* EXERCISE OBJECTIVE
The word "crate" occurs in some lines of the listing. Copy those lines.

* EXCERPTED RECORDS
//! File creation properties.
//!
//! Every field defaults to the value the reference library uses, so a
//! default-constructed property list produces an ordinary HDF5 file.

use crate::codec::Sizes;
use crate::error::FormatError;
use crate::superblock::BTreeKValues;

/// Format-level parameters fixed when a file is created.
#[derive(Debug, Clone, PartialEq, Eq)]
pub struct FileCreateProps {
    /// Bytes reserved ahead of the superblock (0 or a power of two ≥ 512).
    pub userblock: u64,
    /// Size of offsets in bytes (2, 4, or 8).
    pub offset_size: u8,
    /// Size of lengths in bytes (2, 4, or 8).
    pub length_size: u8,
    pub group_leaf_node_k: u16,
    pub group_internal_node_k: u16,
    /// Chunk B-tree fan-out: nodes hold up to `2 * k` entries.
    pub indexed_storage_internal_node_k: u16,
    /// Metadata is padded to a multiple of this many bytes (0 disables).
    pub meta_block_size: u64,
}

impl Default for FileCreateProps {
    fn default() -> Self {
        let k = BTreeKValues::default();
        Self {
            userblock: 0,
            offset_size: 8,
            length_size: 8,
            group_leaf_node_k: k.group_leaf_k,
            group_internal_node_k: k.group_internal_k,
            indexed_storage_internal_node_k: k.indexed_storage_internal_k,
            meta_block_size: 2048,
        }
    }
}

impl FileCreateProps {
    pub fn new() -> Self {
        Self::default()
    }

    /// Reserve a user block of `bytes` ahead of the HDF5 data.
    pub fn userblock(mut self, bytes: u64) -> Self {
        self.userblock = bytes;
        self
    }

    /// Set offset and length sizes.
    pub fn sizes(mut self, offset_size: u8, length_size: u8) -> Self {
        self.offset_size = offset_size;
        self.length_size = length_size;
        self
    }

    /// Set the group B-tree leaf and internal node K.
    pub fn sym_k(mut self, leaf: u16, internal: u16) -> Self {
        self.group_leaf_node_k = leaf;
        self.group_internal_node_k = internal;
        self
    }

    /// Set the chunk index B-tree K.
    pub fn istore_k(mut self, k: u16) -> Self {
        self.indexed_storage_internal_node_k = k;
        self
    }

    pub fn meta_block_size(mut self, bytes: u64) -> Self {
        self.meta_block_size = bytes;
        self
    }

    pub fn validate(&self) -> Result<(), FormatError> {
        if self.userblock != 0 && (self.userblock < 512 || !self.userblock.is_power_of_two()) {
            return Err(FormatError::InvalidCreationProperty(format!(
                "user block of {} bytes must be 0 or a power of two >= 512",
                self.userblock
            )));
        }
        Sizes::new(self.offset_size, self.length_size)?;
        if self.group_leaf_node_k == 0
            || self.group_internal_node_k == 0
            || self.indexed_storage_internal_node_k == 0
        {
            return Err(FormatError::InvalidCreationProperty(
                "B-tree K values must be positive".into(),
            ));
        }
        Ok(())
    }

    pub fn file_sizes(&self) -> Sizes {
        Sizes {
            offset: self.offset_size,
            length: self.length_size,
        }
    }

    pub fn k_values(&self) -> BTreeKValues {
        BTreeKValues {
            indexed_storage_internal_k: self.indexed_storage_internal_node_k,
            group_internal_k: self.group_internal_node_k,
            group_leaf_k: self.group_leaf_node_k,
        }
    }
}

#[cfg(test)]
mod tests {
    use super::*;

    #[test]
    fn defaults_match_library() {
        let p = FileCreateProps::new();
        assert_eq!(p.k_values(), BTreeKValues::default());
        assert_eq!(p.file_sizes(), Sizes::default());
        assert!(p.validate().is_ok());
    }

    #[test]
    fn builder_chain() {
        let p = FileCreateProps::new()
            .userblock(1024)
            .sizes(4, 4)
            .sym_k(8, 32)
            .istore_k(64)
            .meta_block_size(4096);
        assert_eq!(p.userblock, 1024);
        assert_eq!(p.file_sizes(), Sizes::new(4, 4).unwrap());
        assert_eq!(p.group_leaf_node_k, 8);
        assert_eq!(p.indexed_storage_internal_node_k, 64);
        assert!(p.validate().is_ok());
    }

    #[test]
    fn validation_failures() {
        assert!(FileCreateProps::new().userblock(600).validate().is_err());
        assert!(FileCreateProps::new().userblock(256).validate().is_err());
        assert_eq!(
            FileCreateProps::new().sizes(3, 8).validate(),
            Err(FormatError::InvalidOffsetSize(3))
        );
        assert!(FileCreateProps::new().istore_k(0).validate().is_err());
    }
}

* RESULT BELOW
use crate::codec::Sizes;
use crate::error::FormatError;
use crate::superblock::BTreeKValues;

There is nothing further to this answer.